The life and death of the great ruler, scholar, and astronomer Ulugh Beg is an especially compelling tale of a driven scientist who helped form the modern world as we know it by uncovering mysteries well-ahead of his time.
Mirza Muhammad Taraghay bin Shahrukh, known more commonly as Ulugh Beg, was born in 1394 in the Timurid Empire, which was ruled by his grandfather. (This territory includes present-day Uzbekistan and much of Central Asia.) A unique life was his for the taking from the get-go – his grandfather was already a legend, and Ulugh himself became a sovereign ruler at the age of 18. But the young man was not content to merely govern – in fact he even risked his spot on the throne for his passion: a love of the stars. In addition to leading a kingdom, he also began a university (known as a madrasa) in his hometown, and he was the first known person to draw up a star catalogue based solely on what was available to the naked eye. (This document would later survive Beg’s untimely death, thanks to a quick-thinking student of his.)

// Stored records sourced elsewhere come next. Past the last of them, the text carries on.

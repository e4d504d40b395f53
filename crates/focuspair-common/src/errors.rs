use std::path::PathBuf;

/// Message sent for both unknown and full rooms. Clients cannot tell the two
/// apart.
pub const ROOM_UNAVAILABLE: &str = "Room invalid or full";

#[derive(Debug, Clone, PartialEq, Eq, thiserror::Error)]
pub enum RelayError {
    #[error("room not found")]
    RoomNotFound,

    #[error("room is full")]
    RoomFull,

    #[error("connection is already a member of this room")]
    AlreadyMember,

    #[error("connection is not a member of the addressed room")]
    Unauthorized,

    #[error("no free room codes left")]
    CodesExhausted,
}

impl RelayError {
    /// Human-readable text sent to the requesting client.
    pub fn client_message(&self) -> &'static str {
        match self {
            Self::RoomNotFound | Self::RoomFull => ROOM_UNAVAILABLE,
            Self::AlreadyMember => "Already in this room",
            Self::Unauthorized => "Not a member of this room",
            Self::CodesExhausted => "No rooms available, try again later",
        }
    }
}

#[derive(Debug, thiserror::Error)]
pub enum ConfigError {
    #[error("config file not found: {0}")]
    FileNotFound(PathBuf),

    #[error("config parse error: {0}")]
    ParseError(String),

    #[error("config validation error: {0}")]
    ValidationError(String),
}

#[derive(Debug, thiserror::Error)]
pub enum ClientError {
    #[error("connection error: {0}")]
    Connection(String),

    #[error("protocol error: {0}")]
    Protocol(String),

    #[error(transparent)]
    Config(#[from] ConfigError),

    #[error(transparent)]
    Io(#[from] std::io::Error),
}
//! Elapsed-time formatting for the session clock.

use std::time::Duration;

/// `MM:SS` below an hour, `H:MM:SS` from then on.
pub fn format_elapsed(elapsed: Duration) -> String {
    let total = elapsed.as_secs();
    let hours = total / 3600;
    let minutes = (total % 3600) / 60;
    let seconds = total % 60;
    if hours > 0 {
        format!("{hours}:{minutes:02}:{seconds:02}")
    } else {
        format!("{minutes:02}:{seconds:02}")
    }
}
//! focuspair-relay: pairs two clients into a room and relays their focus
//! state.
//!
//! Clients connect over WebSocket, create or join a four-digit room, and
//! from then on every `focus_status` they send reaches their peer. The
//! relay keeps nothing beyond who sits in which room.

pub mod connection;
pub mod focus;
pub mod net;
pub mod pairing;
pub mod registry;
pub mod store;
pub mod web;

pub use pairing::{Delivery, PairingHandler};
pub use registry::{RoomRegistry, ROOM_CAPACITY};
pub use store::{RoomStore, StoreStats};
pub use web::{router, serve};
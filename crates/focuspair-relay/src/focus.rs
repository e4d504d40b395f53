//! Focus relay: forwards a member's focus flag to the rest of its room.

use focuspair_common::{ConnectionId, RelayError, RoomCode, ServerMessage};
use tracing::{debug, warn};

use crate::pairing::{Delivery, PairingHandler};

impl PairingHandler {
    /// Forward `focused` from `from` to every other member of its room.
    ///
    /// Routing uses the sender's tracked room. `claimed` is the code the
    /// client put in the message, if any; it must match.
    pub fn relay_focus(
        &self,
        from: ConnectionId,
        claimed: Option<&RoomCode>,
        focused: bool,
    ) -> Vec<Delivery> {
        let Some(room) = self.memberships.get(&from) else {
            warn!(conn = %from, "Focus status from connection outside any room");
            return vec![Delivery::error(from, &RelayError::Unauthorized)];
        };

        if let Some(claimed) = claimed {
            if RoomCode::parse(claimed.as_str()) != *room {
                warn!(conn = %from, room = %room, claimed = %claimed, "Focus status for foreign room");
                return vec![Delivery::error(from, &RelayError::Unauthorized)];
            }
        }

        debug!(conn = %from, room = %room, focused, "Relaying focus status");
        self.registry
            .members(room)
            .iter()
            .filter(|member| **member != from)
            .map(|member| Delivery::new(*member, ServerMessage::PeerFocusStatus(focused)))
            .collect()
    }
}
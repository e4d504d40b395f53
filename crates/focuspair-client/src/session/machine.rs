//! The focus session state machine.
//!
//! Pure: every input carries the current time, and every transition returns
//! the [`Effect`]s a front-end must apply. Nothing here does I/O.

use std::time::{Duration, Instant};

use focuspair_common::{ClientMessage, RoomCode, ServerMessage};
use tracing::debug;

use super::types::{Effect, Mode, Phase, SessionError, SessionSettings, TimerKind};

/// One client's view of a focus session, solo or paired.
#[derive(Debug, Clone)]
pub struct FocusSession {
    settings: SessionSettings,
    phase: Phase,
    mode: Option<Mode>,
    room: Option<RoomCode>,
    /// When the session became active; drives the clock display.
    started_at: Option<Instant>,
    /// Start of the current stretch; a break needs `break_threshold` since.
    stretch_started_at: Option<Instant>,
    page_visible: bool,
    /// Focus state the peer last heard from us.
    reported_focus: bool,
    peer_focused: bool,
    ambient_volume: f32,
    ambient_playing: bool,
}

impl Default for FocusSession {
    fn default() -> Self {
        Self::new(SessionSettings::default())
    }
}

impl FocusSession {
    pub fn new(settings: SessionSettings) -> Self {
        let ambient_volume = settings.ambient_volume;
        Self {
            settings,
            phase: Phase::Idle,
            mode: None,
            room: None,
            started_at: None,
            stretch_started_at: None,
            page_visible: true,
            reported_focus: true,
            peer_focused: true,
            ambient_volume,
            ambient_playing: false,
        }
    }

    pub fn phase(&self) -> &Phase {
        &self.phase
    }

    pub fn mode(&self) -> Option<Mode> {
        self.mode
    }

    pub fn room(&self) -> Option<&RoomCode> {
        self.room.as_ref()
    }

    pub fn ambient_volume(&self) -> f32 {
        self.ambient_volume
    }

    /// Active or on break.
    pub fn is_running(&self) -> bool {
        matches!(self.phase, Phase::Active { .. } | Phase::OnBreak { .. })
    }

    /// Time since the session became active.
    pub fn elapsed(&self, now: Instant) -> Option<Duration> {
        self.started_at
            .map(|started| now.saturating_duration_since(started))
    }

    /// Time left until a break may be taken; zero once it is available.
    /// `None` outside the active phase.
    pub fn break_available_in(&self, now: Instant) -> Option<Duration> {
        if !matches!(self.phase, Phase::Active { .. }) {
            return None;
        }
        let since = now.saturating_duration_since(self.stretch_started_at?);
        Some(self.settings.break_threshold.saturating_sub(since))
    }

    // -----------------------------------------------------------------------
    // User actions
    // -----------------------------------------------------------------------

    /// Ask the relay for a new room.
    pub fn create_room(&mut self) -> Result<Vec<Effect>, SessionError> {
        self.ensure_idle()?;
        self.phase = Phase::Creating;
        Ok(vec![
            Effect::Send(ClientMessage::CreateRoom),
            Effect::SetPairingInput { enabled: false },
            Effect::status("Creating room..."),
        ])
    }

    /// Ask the relay to join the room `input` names.
    pub fn join_room(&mut self, input: &str) -> Result<Vec<Effect>, SessionError> {
        self.ensure_idle()?;
        let code = RoomCode::parse(input);
        if code.is_empty() {
            return Ok(vec![Effect::Notify("Please enter a code".into())]);
        }

        self.room = Some(code.clone());
        self.phase = Phase::Joining { code: code.clone() };
        Ok(vec![
            Effect::Send(ClientMessage::JoinRoom(code)),
            Effect::SetPairingInput { enabled: false },
            Effect::status("Joining room..."),
        ])
    }

    /// Start a session without a peer. Never touches the network.
    pub fn start_solo(&mut self, now: Instant) -> Result<Vec<Effect>, SessionError> {
        self.ensure_idle()?;
        self.mode = Some(Mode::Solo);
        Ok(self.activate(now, "Solo Session Active. Stay focused!"))
    }

    /// The page became visible or hidden.
    pub fn visibility_changed(&mut self, visible: bool) -> Vec<Effect> {
        self.page_visible = visible;

        if !matches!(self.phase, Phase::Active { .. }) {
            return Vec::new();
        }

        match self.mode {
            Some(Mode::Solo) => self.watched_focus_changed(visible),
            Some(Mode::Paired { .. }) => {
                let status = if visible {
                    Effect::status("Welcome back.")
                } else {
                    Effect::alert("You lost focus!")
                };
                vec![self.report_focus(visible), status]
            }
            None => Vec::new(),
        }
    }

    /// Take a break. Only allowed once `break_threshold` has passed since the
    /// session started or the last break ended.
    pub fn start_break(&mut self, now: Instant) -> Result<Vec<Effect>, SessionError> {
        let remaining = self
            .break_available_in(now)
            .ok_or(SessionError::NotActive)?;
        if !remaining.is_zero() {
            return Err(SessionError::BreakNotAvailable { remaining });
        }

        let ringing = matches!(self.phase, Phase::Active { focused: false });
        let until = now
            .checked_add(self.settings.break_duration)
            .unwrap_or_else(|| far_future(now));
        self.phase = Phase::OnBreak { until };

        let mut effects = Vec::new();
        if ringing {
            effects.push(Effect::StopAlarm);
            effects.push(Effect::SetAlert(false));
        }
        effects.push(Effect::StartTimer(TimerKind::Break));
        effects.push(Effect::status(format!(
            "On break for {} min. Focus tracking paused.",
            self.settings.break_duration.as_secs() / 60
        )));
        Ok(effects)
    }

    /// Advance timers. Ends an expired break and reports the clock.
    pub fn tick(&mut self, now: Instant) -> Vec<Effect> {
        let mut effects = Vec::new();

        if let Phase::OnBreak { until } = self.phase {
            if now >= until {
                effects.extend(self.end_break(now));
            }
        }

        if self.is_running() {
            if let Some(elapsed) = self.elapsed(now) {
                effects.push(Effect::Elapsed(elapsed));
            }
        }
        effects
    }

    /// Manually end the session.
    pub fn end_session(&mut self) -> Vec<Effect> {
        if self.phase == Phase::Disconnected {
            return Vec::new();
        }
        self.shut_down("Session ended.")
    }

    /// The relay connection dropped underneath us.
    pub fn connection_lost(&mut self) -> Vec<Effect> {
        if self.phase == Phase::Disconnected || !self.uses_network() {
            return Vec::new();
        }
        let mut effects = self.shut_down("Connection to relay lost.");
        effects.push(Effect::Notify("Connection to relay lost".into()));
        effects
    }

    /// Leave the disconnected state for a fresh session.
    pub fn restart(&mut self) -> Result<Vec<Effect>, SessionError> {
        if self.phase != Phase::Disconnected {
            return Err(SessionError::AlreadyStarted);
        }
        *self = Self::new(self.settings.clone());
        Ok(vec![
            Effect::ResetView,
            Effect::SetPairingInput { enabled: true },
            Effect::status("Create or join a room."),
        ])
    }

    /// Change the ambient volume; values are clamped to `0.0..=1.0`.
    pub fn set_ambient_volume(&mut self, volume: f32) -> Vec<Effect> {
        if volume.is_nan() {
            return Vec::new();
        }
        self.ambient_volume = volume.clamp(0.0, 1.0);
        if self.ambient_playing {
            vec![Effect::SetAmbientVolume(self.ambient_volume)]
        } else {
            Vec::new()
        }
    }

    // -----------------------------------------------------------------------
    // Relay events
    // -----------------------------------------------------------------------

    /// React to a message from the relay.
    pub fn on_server(&mut self, message: ServerMessage, now: Instant) -> Vec<Effect> {
        match message {
            ServerMessage::RoomCreated(code) => self.on_room_created(code),
            ServerMessage::Paired => self.on_paired(now),
            ServerMessage::PeerFocusStatus(focused) => self.on_peer_focus(focused),
            ServerMessage::PeerDisconnected => self.on_peer_disconnected(),
            ServerMessage::Error(text) => self.on_error(text),
        }
    }

    fn on_room_created(&mut self, code: RoomCode) -> Vec<Effect> {
        if !matches!(self.phase, Phase::Idle | Phase::Creating) {
            debug!(room = %code, phase = ?self.phase, "Ignoring room_created");
            return Vec::new();
        }

        self.room = Some(code.clone());
        self.mode = Some(Mode::Paired { creator: true });
        self.phase = Phase::RoomCreated { code: code.clone() };
        vec![
            Effect::ShowRoomCode(code),
            Effect::SetPairingInput { enabled: false },
            Effect::status("Room created. Waiting for peer to join..."),
        ]
    }

    fn on_paired(&mut self, now: Instant) -> Vec<Effect> {
        let creator = match self.phase {
            Phase::RoomCreated { .. } => true,
            Phase::Joining { .. } | Phase::Idle => false,
            _ => {
                debug!(phase = ?self.phase, "Ignoring paired");
                return Vec::new();
            }
        };
        self.mode = Some(Mode::Paired { creator });
        self.activate(now, "Session Active. Stay focused!")
    }

    fn on_peer_focus(&mut self, focused: bool) -> Vec<Effect> {
        if !matches!(self.mode, Some(Mode::Paired { .. })) {
            return Vec::new();
        }
        self.peer_focused = focused;

        match self.phase {
            Phase::Active { .. } => self.watched_focus_changed(focused),
            // Recorded above; applied when the break ends.
            _ => Vec::new(),
        }
    }

    fn on_peer_disconnected(&mut self) -> Vec<Effect> {
        if !matches!(self.mode, Some(Mode::Paired { .. })) || self.phase == Phase::Disconnected {
            return Vec::new();
        }
        let mut effects = self.shut_down("Peer disconnected. Session ended.");
        effects.push(Effect::Notify("Peer disconnected".into()));
        effects
    }

    fn on_error(&mut self, text: String) -> Vec<Effect> {
        let mut effects = vec![Effect::Notify(text)];
        if matches!(self.phase, Phase::Creating | Phase::Joining { .. }) {
            self.phase = Phase::Idle;
            self.mode = None;
            self.room = None;
            effects.push(Effect::SetPairingInput { enabled: true });
        }
        effects
    }

    // -----------------------------------------------------------------------
    // Internals
    // -----------------------------------------------------------------------

    fn ensure_idle(&self) -> Result<(), SessionError> {
        if self.phase == Phase::Idle {
            Ok(())
        } else {
            Err(SessionError::AlreadyStarted)
        }
    }

    fn uses_network(&self) -> bool {
        matches!(self.mode, Some(Mode::Paired { .. }))
            || matches!(
                self.phase,
                Phase::Creating | Phase::RoomCreated { .. } | Phase::Joining { .. }
            )
    }

    fn plays_ambient(&self) -> bool {
        matches!(
            self.mode,
            Some(Mode::Solo) | Some(Mode::Paired { creator: true })
        )
    }

    fn report_focus(&mut self, focused: bool) -> Effect {
        self.reported_focus = focused;
        Effect::Send(ClientMessage::focus(self.room.clone(), focused))
    }

    fn play_ambient(&mut self) -> Effect {
        self.ambient_playing = true;
        Effect::PlayAmbient {
            volume: self.ambient_volume,
        }
    }

    fn activate(&mut self, now: Instant, status: &str) -> Vec<Effect> {
        self.phase = Phase::Active { focused: true };
        self.started_at = Some(now);
        self.stretch_started_at = Some(now);
        self.peer_focused = true;
        self.reported_focus = true;

        let mut effects = vec![
            Effect::ShowFocusView,
            Effect::status(status),
            Effect::StartTimer(TimerKind::Clock),
            Effect::Elapsed(Duration::ZERO),
        ];
        if self.plays_ambient() {
            effects.push(self.play_ambient());
        }
        effects
    }

    /// The watched party (peer, or this page in solo mode) gained or lost
    /// focus while active.
    fn watched_focus_changed(&mut self, focused: bool) -> Vec<Effect> {
        self.phase = Phase::Active { focused };
        let solo = self.mode == Some(Mode::Solo);

        if !focused {
            let text = if solo { "You lost focus!" } else { "PEER LOST FOCUS!" };
            return vec![Effect::alert(text), Effect::PlayAlarm, Effect::SetAlert(true)];
        }

        let text = if solo { "Welcome back." } else { "Peer is focused." };
        let mut effects = vec![Effect::status(text), Effect::StopAlarm, Effect::SetAlert(false)];
        if self.plays_ambient() {
            effects.push(self.play_ambient());
        }
        effects
    }

    fn end_break(&mut self, now: Instant) -> Vec<Effect> {
        self.stretch_started_at = Some(now);
        self.phase = Phase::Active { focused: true };

        let mut effects = vec![
            Effect::CancelTimer(TimerKind::Break),
            Effect::status("Break over. Stay focused!"),
        ];

        match self.mode {
            Some(Mode::Solo) if !self.page_visible => {
                effects.extend(self.watched_focus_changed(false));
            }
            Some(Mode::Paired { .. }) => {
                if self.page_visible != self.reported_focus {
                    effects.push(self.report_focus(self.page_visible));
                }
                if !self.peer_focused {
                    effects.extend(self.watched_focus_changed(false));
                }
            }
            _ => {}
        }
        effects
    }

    fn shut_down(&mut self, text: &str) -> Vec<Effect> {
        let mut effects = vec![Effect::StopAlarm];
        if self.ambient_playing {
            effects.push(Effect::StopAmbient);
            self.ambient_playing = false;
        }
        effects.push(Effect::SetAlert(false));
        if self.started_at.is_some() {
            effects.push(Effect::CancelTimer(TimerKind::Clock));
        }
        if matches!(self.phase, Phase::OnBreak { .. }) {
            effects.push(Effect::CancelTimer(TimerKind::Break));
        }
        effects.push(Effect::alert(text));
        if self.uses_network() {
            effects.push(Effect::Disconnect);
        }

        self.phase = Phase::Disconnected;
        effects
    }
}

/// Latest deadline representable after `now`, for break lengths that
/// overflow `Instant`.
fn far_future(now: Instant) -> Instant {
    let mut step = Duration::from_secs(u64::MAX / 2);
    let mut until = now;
    while !step.is_zero() {
        if let Some(later) = until.checked_add(step) {
            until = later;
        }
        step /= 2;
    }
    until
}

His biggest achievements came from the sky he loved so much, including creating an observatory (two centuries before Galileo invented the telescope), and also correctly calculating the tilt of the Earth’s axis. He was a skilled mathematician as well, contributing heavily to trigonometry, which rolled over into his ability to create architecture. (I have a Master’s degree in Psychology, and I am feeling extremely lazy compared to Ulugh right about now!)
Interestingly, he also studied his horoscope – which may have been his only downfall, as readings predicted a violent end to his life. Unfortunately, his sign was not wrong – Beg was not a popular ruler and, after several heated fights with one of his sons, he was beheaded by an assassin (who was hired by said son).
Ulugh’s legacy was largely forgotten – his name only invoked by the most scholarly minds. But executive producers Lola Karimova-Tillyaeva and Timur Tillyaeva are aiming to change that with this compact documentary. (The offering is a mix of information, interviews with various professors and scientists, as well as reenactments of Beg’s life. The runtime is lean, coming in at approximately 40 minutes.) They also enlisted a heavy-hitter friend to help with P.R. – none other than Buzz Aldrin! (As you know, Aldrin and his mission commander, Neil Armstrong, were the first two humans to land on the Moon. Buzz believes in Ulugh’s message and, though he does not appear in the film, he does endorse it).
The short is obviously a labor of love in order to share the amazing knowledge Beg amassed in his lifetime. Thus far it has been awarded the Kineo Prize for Best Foreign Documentary at the 74th Venice International Film Festival, and is scheduled for future screenings at a number of other festivals. It is currently streaming on Amazon and is available for Prime members.
CGI is not cheap and it’s clear a fair amount of the budget went towards recreating the battle scenes, as well as securing the acting talents of Armand Assante (Gotti, American Gangster) as Beg and Vincent Cassel (Black Swan, Oceans 12 & 13, Shrek) as the narrator. Unfortunately, the CGI is part of the problem – the reenactments are on the cheesy side and they detract from the overall feel of the documentary. That said, there is no denying that Ulugh Beg was a man far, far beyond his time and his story deserves to be told. In this current climate of fudged facts and fake news, a person of this caliber who dedicated his life to the pursuit (and sharing) of hard-earned knowledge is more than welcome.
You know you have 40 minutes to spare, so put your AmazonPrime™ account to good use and learn about a life well-lived.
The Man Who Unlocked the Universe (2018) Drinking Game
Take a Drink: for every battle scene.
Take a Drink: every time there’s an interview with an Ivy League professor.
Take a Drink: the mere presence of Vincent Cassel, a legend in his own time as well.
Do a Shot: for Beg’s duplicitous, murderous son. Damn, dude – that was harsh!